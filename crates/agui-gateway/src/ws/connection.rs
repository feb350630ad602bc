use axum::{
    extract::{ws::Message, ws::WebSocket, State, WebSocketUpgrade},
    response::IntoResponse,
};
use futures_util::{SinkExt, StreamExt};
use std::sync::Arc;
use tracing::{info, warn};

use agui_core::config::{HANDSHAKE_TIMEOUT_MS, HEARTBEAT_INTERVAL_SECS, MAX_PAYLOAD_BYTES};
use agui_core::error::AguiError;
use agui_protocol::frames::EventFrame;

use crate::app::AppState;
use crate::ws::{message, send};

/// Per-connection unicast queue depth. Flows running inside this
/// connection's own dispatch push here with try_send, so the queue must
/// absorb a full flow without the loop draining it.
const UNICAST_QUEUE: usize = 64;

/// WS connection states — linear progression, no backwards transitions.
pub enum ConnState {
    AwaitingConnect { _nonce: String },
    Authenticated,
    Closing,
}

/// Axum handler — upgrades HTTP to WebSocket at GET /ws.
pub async fn ws_handler(
    ws: WebSocketUpgrade,
    State(state): State<Arc<AppState>>,
) -> impl IntoResponse {
    ws.on_upgrade(|socket| run_connection(socket, state))
}

/// Per-connection event loop — lives for the entire WS session.
async fn run_connection(socket: WebSocket, state: Arc<AppState>) {
    let conn_id = uuid::Uuid::new_v4().to_string();
    info!(conn_id = %conn_id, "new WS connection");

    let (tx, mut rx) = socket.split();
    let shared_tx: send::SharedSink = Arc::new(tokio::sync::Mutex::new(tx));
    let mut broadcast_rx = state.broadcaster.subscribe();

    // register the unicast queue so flows can deliver to this connection
    let (unicast_tx, mut unicast_rx) = tokio::sync::mpsc::channel::<String>(UNICAST_QUEUE);
    state.ws_clients.insert(conn_id.clone(), unicast_tx);

    // send challenge and enter AwaitingConnect state
    let nonce = crate::ws::handshake::make_nonce();
    let challenge = crate::ws::handshake::challenge_event(&nonce);
    {
        let mut guard = shared_tx.lock().await;
        if guard.send(Message::Text(challenge.into())).await.is_err() {
            state.ws_clients.remove(&conn_id);
            return;
        }
    }
    let mut conn_state = ConnState::AwaitingConnect { _nonce: nonce };

    // handshake must complete within 10s
    let deadline =
        tokio::time::Instant::now() + std::time::Duration::from_millis(HANDSHAKE_TIMEOUT_MS);
    let mut handshake_timer = Box::pin(tokio::time::sleep_until(deadline));

    // heartbeat tick after auth
    let mut tick = tokio::time::interval(std::time::Duration::from_secs(HEARTBEAT_INTERVAL_SECS));
    tick.set_missed_tick_behavior(tokio::time::MissedTickBehavior::Skip);

    loop {
        tokio::select! {
            msg = rx.next() => {
                match msg {
                    Some(Ok(Message::Text(text))) => {
                        if text.len() > MAX_PAYLOAD_BYTES {
                            let err = AguiError::PayloadTooLarge {
                                size: text.len(),
                                max: MAX_PAYLOAD_BYTES,
                            };
                            warn!(conn_id, code = err.code(), %err, "closing connection");
                            break;
                        }
                        conn_state = message::handle(
                            &conn_id, &text, conn_state, &shared_tx, &state,
                        ).await;
                        if matches!(conn_state, ConnState::Closing) { break; }
                    }
                    Some(Ok(Message::Ping(data))) => {
                        let mut guard = shared_tx.lock().await;
                        let _ = guard.send(Message::Pong(data)).await;
                    }
                    Some(Ok(Message::Close(_))) | None => break,
                    _ => {}
                }
            }

            event = unicast_rx.recv() => {
                if let Some(payload) = event {
                    let mut guard = shared_tx.lock().await;
                    if guard.send(Message::Text(payload.into())).await.is_err() {
                        break;
                    }
                }
            }

            event = broadcast_rx.recv() => {
                if let Ok(payload) = event {
                    if matches!(conn_state, ConnState::Authenticated) {
                        let mut guard = shared_tx.lock().await;
                        if guard.send(Message::Text(payload.into())).await.is_err() {
                            break;
                        }
                    }
                }
            }

            _ = tick.tick() => {
                if matches!(conn_state, ConnState::Authenticated) {
                    let seq = state.next_seq();
                    let ev = EventFrame::new(
                        "tick",
                        serde_json::json!({ "ts": chrono::Utc::now().timestamp_millis() }),
                    ).with_seq(seq);
                    if send::json_shared(&shared_tx, &ev).await.is_err() {
                        break;
                    }
                }
            }

            // Guarded: a completed Sleep polls Ready forever, so leaving this
            // arm armed after auth would busy-spin the select loop.
            _ = &mut handshake_timer, if matches!(conn_state, ConnState::AwaitingConnect { .. }) => {
                warn!(conn_id, "handshake timeout");
                break;
            }
        }
    }

    // disconnect teardown: drop the unicast queue and the connection's
    // session record + UI state bag
    state.ws_clients.remove(&conn_id);
    state.sessions.remove(&conn_id);
    info!(conn_id, "WS connection closed");
}
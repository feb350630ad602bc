pub mod app;
pub mod delivery;
pub mod http;
pub mod providers;
pub mod ws;
use dashmap::DashMap;
use serde::{Deserialize, Serialize};
use serde_json::{json, Map, Value};

use agui_protocol::event::EventKind;

/// A registered event skeleton. String leaves of `body` may carry
/// `{{name}}` placeholder markers, resolved at generation time.
#[derive(Debug, Clone, Serialize, Deserialize)]
pub struct Template {
    #[serde(rename = "type")]
    pub kind: EventKind,
    #[serde(flatten)]
    pub body: Map<String, Value>,
}

impl Template {
    pub fn new(kind: EventKind, body: Value) -> Self {
        let body = match body {
            Value::Object(map) => map,
            other => {
                let mut map = Map::new();
                map.insert("value".to_string(), other);
                map
            }
        };
        Self { kind, body }
    }
}

/// Thread-safe store of event templates, seeded with the built-in set at
/// construction. Registration does not validate placeholder resolvability —
/// that is deferred to generation, where unresolved markers are a
/// non-failure anyway.
pub struct TemplateRegistry {
    templates: DashMap<String, Template>,
}

impl TemplateRegistry {
    pub fn new() -> Self {
        let registry = Self {
            templates: DashMap::new(),
        };
        registry.seed_builtins();
        registry
    }

    /// Insert or overwrite a template.
    pub fn register(&self, id: &str, template: Template) {
        self.templates.insert(id.to_string(), template);
    }

    /// Remove a template. Returns whether it was present.
    pub fn remove(&self, id: &str) -> bool {
        self.templates.remove(id).is_some()
    }

    /// Deep copy of the stored template — callers never see shared state.
    pub fn get(&self, id: &str) -> Option<Template> {
        self.templates.get(id).map(|t| t.value().clone())
    }

    /// All registered ids, order not significant.
    pub fn list(&self) -> Vec<String> {
        self.templates.iter().map(|e| e.key().clone()).collect()
    }

    pub fn len(&self) -> usize {
        self.templates.len()
    }

    pub fn is_empty(&self) -> bool {
        self.templates.is_empty()
    }

    /// The built-in template names and their `type` tags are external
    /// contract consumed by AG-UI clients — do not rename.
    fn seed_builtins(&self) {
        use EventKind::{Chat, Display, Input, Status};

        self.register(
            "chat-welcome",
            Template::new(
                Chat,
                json!({
                    "text": "Hello {{user_name}}! I'm {{agent_name}}, your agent operations assistant.",
                    "sender": "{{agent_name}}",
                    "sent_at": "{{timestamp}}"
                }),
            ),
        );
        self.register(
            "chat-response",
            Template::new(
                Chat,
                json!({
                    "text": "{{message}}",
                    "sender": "{{agent_name}}",
                    "sent_at": "{{timestamp}}"
                }),
            ),
        );
        self.register(
            "chat-error",
            Template::new(
                Chat,
                json!({
                    "text": "Something went wrong: {{error_message}}",
                    "sender": "{{agent_name}}",
                    "sent_at": "{{timestamp}}"
                }),
            ),
        );

        self.register(
            "display-agent-list",
            Template::new(
                Display,
                json!({
                    "template": "agent_list",
                    "title": "Active Agents",
                    "data": {
                        "agents": "{{agents_data}}",
                        "updated_at": "{{timestamp}}"
                    }
                }),
            ),
        );
        self.register(
            "display-metrics",
            Template::new(
                Display,
                json!({
                    "template": "metrics_panel",
                    "title": "System Health",
                    "data": {
                        "health": "{{health_data}}",
                        "metrics": "{{metrics_data}}",
                        "updated_at": "{{timestamp}}"
                    }
                }),
            ),
        );
        self.register(
            "display-form",
            Template::new(
                Display,
                json!({
                    "template": "form",
                    "form": {
                        "title": "{{form_title}}",
                        "fields": "{{form_fields}}",
                        "submit_label": "{{submit_label}}"
                    }
                }),
            ),
        );
        self.register(
            "display-success",
            Template::new(
                Display,
                json!({
                    "template": "notice",
                    "level": "success",
                    "message": "{{message}}"
                }),
            ),
        );
        self.register(
            "display-error",
            Template::new(
                Display,
                json!({
                    "template": "notice",
                    "level": "error",
                    "message": "{{error_message}}"
                }),
            ),
        );

        self.register(
            "input-text",
            Template::new(
                Input,
                json!({
                    "input_type": "text",
                    "prompt": "{{prompt}}",
                    "placeholder": "{{placeholder}}"
                }),
            ),
        );
        self.register(
            "input-choice",
            Template::new(
                Input,
                json!({
                    "input_type": "choice",
                    "prompt": "{{prompt}}",
                    "choices": "{{choices}}"
                }),
            ),
        );

        self.register(
            "status-update",
            Template::new(
                Status,
                json!({
                    "operation": "{{operation}}",
                    "status": "{{status}}",
                    "message": "{{message}}",
                    "updated_at": "{{timestamp}}"
                }),
            ),
        );
    }
}

impl Default for TemplateRegistry {
    fn default() -> Self {
        Self::new()
    }
}

#[cfg(test)]
mod tests {
    use super::*;

    const BUILTINS: &[(&str, EventKind)] = &[
        ("chat-welcome", EventKind::Chat),
        ("chat-response", EventKind::Chat),
        ("chat-error", EventKind::Chat),
        ("display-agent-list", EventKind::Display),
        ("display-metrics", EventKind::Display),
        ("display-form", EventKind::Display),
        ("display-success", EventKind::Display),
        ("display-error", EventKind::Display),
        ("input-text", EventKind::Input),
        ("input-choice", EventKind::Input),
        ("status-update", EventKind::Status),
    ];

    #[test]
    fn builtins_are_seeded_with_contract_types() {
        let registry = TemplateRegistry::new();
        for (id, kind) in BUILTINS {
            let template = registry.get(id).unwrap_or_else(|| panic!("missing builtin {id}"));
            assert_eq!(template.kind, *kind, "wrong type tag for {id}");
        }
        assert_eq!(registry.len(), BUILTINS.len());
    }

    #[test]
    fn register_overwrites_existing() {
        let registry = TemplateRegistry::new();
        registry.register(
            "chat-welcome",
            Template::new(EventKind::Chat, json!({"text": "replaced"})),
        );
        assert_eq!(registry.get("chat-welcome").unwrap().body["text"], "replaced");
    }

    #[test]
    fn remove_reports_presence() {
        let registry = TemplateRegistry::new();
        registry.register("t1", Template::new(EventKind::Chat, json!({"text": "x"})));
        assert!(registry.remove("t1"));
        assert!(!registry.remove("t1"));
        assert!(registry.get("t1").is_none());
    }

    #[test]
    fn list_contains_registered_ids() {
        let registry = TemplateRegistry::new();
        registry.register("custom", Template::new(EventKind::Status, json!({})));
        let ids = registry.list();
        assert!(ids.contains(&"custom".to_string()));
        assert!(ids.contains(&"display-error".to_string()));
    }

    #[test]
    fn get_returns_a_copy() {
        let registry = TemplateRegistry::new();
        let mut copy = registry.get("chat-response").unwrap();
        copy.body.insert("text".to_string(), json!("mutated"));
        // the stored template is unaffected
        assert_eq!(registry.get("chat-response").unwrap().body["text"], "{{message}}");
    }

    #[test]
    fn template_wire_shape_round_trips() {
        let json_str = r#"{"type":"chat","text":"Hi {{name}}","sender":"{{name}}"}"#;
        let template: Template = serde_json::from_str(json_str).unwrap();
        assert_eq!(template.kind, EventKind::Chat);
        assert_eq!(template.body["text"], "Hi {{name}}");
    }
}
◇ ◇ ◇
Each line of the entries where the string "generation" occurs should be shown.

/// `{{name}}` placeholder markers, resolved at generation time.
/// that is deferred to generation, where unresolved markers are a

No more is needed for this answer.